Wir wollen den Menschen einfach die Möglichkeit geben, an ihrer Gesundheit zu arbeiten, Sport zu treiben, sich mehr um sich selbst zu kümmern, wieder Luft zu holen und dann weiterarbeiten zu können. Ich denke, das ist ein sehr sinnvoller Ansatz; denn Sie selbst haben hier gestanden – oder zumindest Ihre Sozialministerin – und haben gesagt, wir wollen Arbeit finanzieren und nicht Arbeitslosigkeit. – Das ist ein Ansatz, Arbeit zu finanzieren und nicht die Menschen in Arbeitslosigkeit oder in eine zu frühe Armutsrente zu schicken.

(Beifall der AfD)

Die Belastung bleibt die gleiche. Ja, damit haben Sie natürlich recht. Auch darüber müssen wir reden. Wir haben immer größere Belastungen in der Arbeitswelt. Das kann aber nicht Gegenstand dieses Antrags sein, sondern das ist eine getrennte Debatte, ein ganz anderes Thema. Darüber sollten wir aber durchaus reden, da bin ich ganz bei Ihnen.

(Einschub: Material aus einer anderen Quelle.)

// Copyright (C) 2026  Caprica Software Limited
//
// This program is free software: you can redistribute it and/or modify
// it under the terms of the GNU General Public License as published by
// the Free Software Foundation, either version 3 of the License, or
// (at your option) any later version.
//
// This program is distributed in the hope that it will be useful,
// but WITHOUT ANY WARRANTY; without even the implied warranty of
// MERCHANTABILITY or FITNESS FOR A PARTICULAR PURPOSE.  See the
// GNU General Public License for more details.
//
// You should have received a copy of the GNU General Public License
// along with this program.  If not, see <https://www.gnu.org/licenses/>.

//! Render the filter sidebar.

use ratatui::{
    Frame,
    layout::Rect,
    style::{Modifier, Style},
    text::{Line, Span},
    widgets::{Block, Borders, List, ListItem, ListState},
};

use crate::{
    App,
    model::FacetKind,
    render::icons::{CHECK_OFF, CHECK_ON},
};

pub(crate) fn draw_filters(f: &mut Frame, area: Rect, app: &App) {
    let theme = &app.theme;
    let facets = app.facets.facets();
    let selection = app.facets.selection();

    let mut items = Vec::new();
    let mut cursor_row = None;

    for (facet_idx, facet) in facets.iter().enumerate() {
        let mut label_style = Style::default().fg(theme.facet_label_fg);
        if app.facets.is_active(&facet.id) {
            label_style = label_style.add_modifier(Modifier::BOLD | Modifier::UNDERLINED);
        }
        let kind = match facet.kind {
            FacetKind::Single => "",
            FacetKind::Multi => " (any)",
        };
        items.push(ListItem::new(Line::from(Span::styled(
            format!("{}{}", facet.label, kind),
            label_style,
        ))));

        for (option_idx, option) in facet.options.iter().enumerate() {
            if app.sidebar.is_active
                && facet_idx == app.sidebar.facet_idx()
                && option_idx == app.sidebar.option_idx()
            {
                cursor_row = Some(items.len());
            }

            let selected = selection.contains(&facet.key_for(option));
            let (check, check_style) = if selected {
                (CHECK_ON, Style::default().fg(theme.accent_colour))
            } else {
                (CHECK_OFF, Style::default().fg(theme.facet_count_fg))
            };

            items.push(ListItem::new(Line::from(vec![
                Span::styled(format!(" {} ", check), check_style),
                Span::styled(option.name.as_str(), Style::default().fg(theme.facet_option_fg)),
                Span::styled(
                    format!(" ({})", option.match_count),
                    Style::default().fg(theme.facet_count_fg),
                ),
            ])));
        }
    }

    let border = if app.sidebar.is_active {
        theme.active_border_colour
    } else {
        theme.border_colour
    };

    let title = match selection.len() {
        0 => " Filters ".to_string(),
        n => format!(" Filters ({}) ", n),
    };

    let list = List::new(items)
        .block(
            Block::default()
                .borders(Borders::ALL)
                .title(title)
                .border_style(Style::default().fg(border)),
        )
        .highlight_style(Style::default().bg(theme.cursor_bg));

    let mut state = ListState::default().with_selected(cursor_row);
    f.render_stateful_widget(list, area, &mut state);
}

Ich denke, das ist ein sinnvoller Ansatz. Wir wollen Arbeit finanzieren. Wir wollen für die Menschen die Möglichkeit schaffen, sich selbst eine Rente zu erarbeiten und nicht in Armut zu enden.

Vielen Dank.

(Beifall der AfD)

Zur Erwiderung erteile ich Frau Dr. Machalet das Wort.

Herr Dr. Böhme, ich habe versucht, deutlich zu machen, dass das, was Sie formulieren, einfach viel zu kurz greift. Abgesehen davon, dass es schon rein aus bundesgesetzlicher Sicht und bundesrechtlichen Regelungen überhaupt nicht möglich ist,

(Abg. Dr. Timo Böhme, AfD: Es ist ein Modellprojekt! Es ist ein Modellprojekt!)

das hier als Modellprojekt durchzuführen – dazu wird die Ministerin sicherlich gleich weitere Ausführungen machen –, haben Sie meine Frage nicht beantwortet.

Wenn Sie sich dafür einsetzen und dafür werben, dass die Menschen immer länger arbeiten und arbeiten können, dann wäre durchaus die Frage zu stellen: Wünschen Sie sich das, weil Sie wie Herr Meuthen der Auffassung sind, dass man das umlagenfinanzierte Rentensystem abschaffen sollte

(Abg. Michael Frisch, AfD: Das sind doch Scheingefechte, die Sie hier führen!)

und schlussendlich eigentlich gar keine Rente mehr zur Verfügung steht?